POJ 3616 Milking Time

Bessie is such a hard-working cow. In fact, she is so focused on maximizing her productivity that she decides to schedule her next N (1 ≤ N ≤ 1,000,000) hours (conveniently labeled 0..N-1) so that she produces as much milk as possible.

Farmer John has a list of M (1 ≤ M ≤ 1,000) possibly overlapping intervals in which he is available for milking. Each interval i has a starting hour (0 ≤ starting_hour_i ≤ N), an ending hour (starting_hour_i < ending_hour_i ≤ N), and a corresponding efficiency (1 ≤ efficiency_i ≤ 1,000,000) which indicates how many gallons of milk that he can get out of Bessie in that interval. Farmer John starts and stops milking at the beginning of the starting hour and ending hour, respectively. When being milked, Bessie must be milked through an entire interval.

Even Bessie has her limitations, though. After being milked during any interval, she must rest R (1 ≤ R ≤ N) hours before she can start milking again. Given Farmer Johns list of intervals, determine the maximum amount of milk that Bessie can produce in the N hours.

Input

* Line 1: Three space-separated integers: N, M, and R
* Lines 2..M+1: Line i+1 describes FJ's ith milking interval withthree space-separated integers: starting_hour_i , ending_hour_i , and efficiency_i

Output

* Line 1: The maximum number of gallons of milk that Bessie can product in the Nhours

Sample Input

12 4 2
1 2 8
10 12 19
3 6 24
7 10 31

Sample Output

43

一只奶牛要规划自己的产奶时间。它要在n小时内产出最多的奶。给出m段时间内能产的奶，每次产奶后要休息r个小时。

首先是数据的处理。每次产奶后都要休息r个小时，所以不妨直接给结束时间加上r个小时。

然后考虑如何dp。我一开始考虑的是针对时间dp，开数组统计每个时间最优解。但这样显然不现实，由于时间是连续的会很复杂。后来就想干脆对给的几段进行dp。因为每次只能进行一段，所以每段时间内的最优解都是相同的。每段时间最优解初始值就是这段时间的产奶量。然后有结束时间<=开始时间的时间段（说明在本次产奶之前） 就做一次dp，就能求出每段时间的最优解了。
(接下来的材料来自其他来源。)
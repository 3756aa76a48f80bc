//! # Types
//!
//! Records stored by the ledger and the view structs returned to callers.
//!
//! ## Points pipeline
//!
//! Every point moves forward through four stages and never back:
//!
//! ```text
//! Allocated ──► Distributed ──► Converted ──► Claimed
//! (founder)     (product          (product        (product claimed_rewards
//!                current_points)   pending_rewards) + founder earned_rewards)
//! ```
//!
//! `Founder::distributed_points` records lifetime distribution. Conversion
//! consumes `Product::current_points` but never lowers the founder counter, so
//! [`FounderStatus::available_to_distribute`] is a high-water figure and not
//! the sum of points still sitting on products.

use soroban_sdk::{contracttype, Address, BytesN, String, Vec};

/// Maximum number of products a single founder may own.
pub const MAX_PRODUCTS_PER_FOUNDER: u32 = 10;

/// Points consumed per reward unit on conversion (floor division).
pub const CONVERSION_RATE: u128 = 100;

/// Who may call the view entry points besides the administrator.
#[contracttype]
#[derive(Clone, Copy, Debug, Eq, PartialEq)]
pub enum ReadPolicy {
    /// Any active founder may read any founder's or product's data.
    Peer,
    /// Founders may read only their own records; aggregates are admin-only.
    OwnerOnly,
}

/// A registered participant.
#[contracttype]
#[derive(Clone, Debug, Eq, PartialEq)]
pub struct Founder {
    pub name: String,
    /// Inactive founders keep their balances but cannot be mutated.
    pub active: bool,
    /// Live API key, if one has been issued.
    pub api_key: Option<BytesN<32>>,
    pub allocated_points: u128,
    /// Lifetime total moved onto products. Never decreases.
    pub distributed_points: u128,
    pub earned_rewards: u128,
    /// Owned products in registration order.
    pub products: Vec<Address>,
}

impl Founder {
    /// Allocation not yet moved onto any product.
    pub fn available_to_distribute(&self) -> u128 {
        self.allocated_points - self.distributed_points
    }
}

/// A registered product, owned by exactly one founder for its lifetime.
#[contracttype]
#[derive(Clone, Debug, Eq, PartialEq)]
pub struct Product {
    pub owner: Address,
    pub name: String,
    pub category: String,
    /// Fingerprint of the external artifact this product represents.
    pub abi_hash: BytesN<32>,
    pub current_points: u128,
    pub pending_rewards: u128,
    pub claimed_rewards: u128,
    pub verified: bool,
}

/// Returned by `founder_status`.
#[contracttype]
#[derive(Clone, Debug, Eq, PartialEq)]
pub struct FounderStatus {
    pub name: String,
    pub allocated_points: u128,
    pub distributed_points: u128,
    /// `allocated_points - distributed_points`. Conversion does not raise it.
    pub available_to_distribute: u128,
    pub earned_rewards: u128,
    pub product_count: u32,
    pub active: bool,
}

/// Returned by `product_status`.
#[contracttype]
#[derive(Clone, Debug, Eq, PartialEq)]
pub struct ProductStatus {
    pub owner: Address,
    pub name: String,
    pub category: String,
    pub current_points: u128,
    pub pending_rewards: u128,
    pub claimed_rewards: u128,
    pub verified: bool,
}

/// Parallel vectors, one entry per product owned by a founder.
#[contracttype]
#[derive(Clone, Debug, Eq, PartialEq)]
pub struct FounderProducts {
    pub addresses: Vec<Address>,
    pub names: Vec<String>,
    pub current_points: Vec<u128>,
    pub pending_rewards: Vec<u128>,
    pub verified: Vec<bool>,
}

/// Registry-wide counters over active founders.
#[contracttype]
#[derive(Clone, Debug, Eq, PartialEq)]
pub struct TotalStats {
    pub active_founders: u32,
    pub total_products: u32,
    pub verified_products: u32,
}

/// Parallel vectors, one entry per active founder.
#[contracttype]
#[derive(Clone, Debug, Eq, PartialEq)]
pub struct ActiveFounders {
    pub addresses: Vec<Address>,
    pub names: Vec<String>,
    pub allocated_points: Vec<u128>,
    pub earned_rewards: Vec<u128>,
}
当然，为了实现这点需要对时间段进行排序，把最先开始的排到前面去。

AC代码：

#include <iostream>
#include <cstdio>
#include <cstring>
#include <algorithm>
using namespace std;
struct milk
{
    int start,endd,milk;
}a[1010];
int dp[1010];
int cmp(milk a,milk b)
{
    if(a.start==b.start) return a.endd<b.endd;
    return a.start<b.start;
}
int main()
{
    int m,n,r;
    int maxx=0;
    while(scanf("%d %d %d",&m,&n,&r)!=EOF&&m)
    {
        for(int i=0;i<n;i++)
        {
            scanf("%d %d %d",&a[i].start,&a[i].endd,&a[i].milk);
            a[i].endd+=r;
        }
        sort(a,a+n,cmp);
        for(int i=0;i<n;i++)
        {
            dp[i]=a[i].milk;
            for(int j=0;j<i;j++)
            {
                if(a[j].endd<=a[i].start)
                    dp[i]=max(dp[i],dp[j]+a[i].milk);
            }
        }
        for(int i=0;i<n;i++)
            maxx=max(maxx,dp[i]);
        cout<<maxx<<endl;
    }
    return 0;
}

一开始写的时候忘记加eof，结果Output Limit Exceeded了233，没见过的船新错误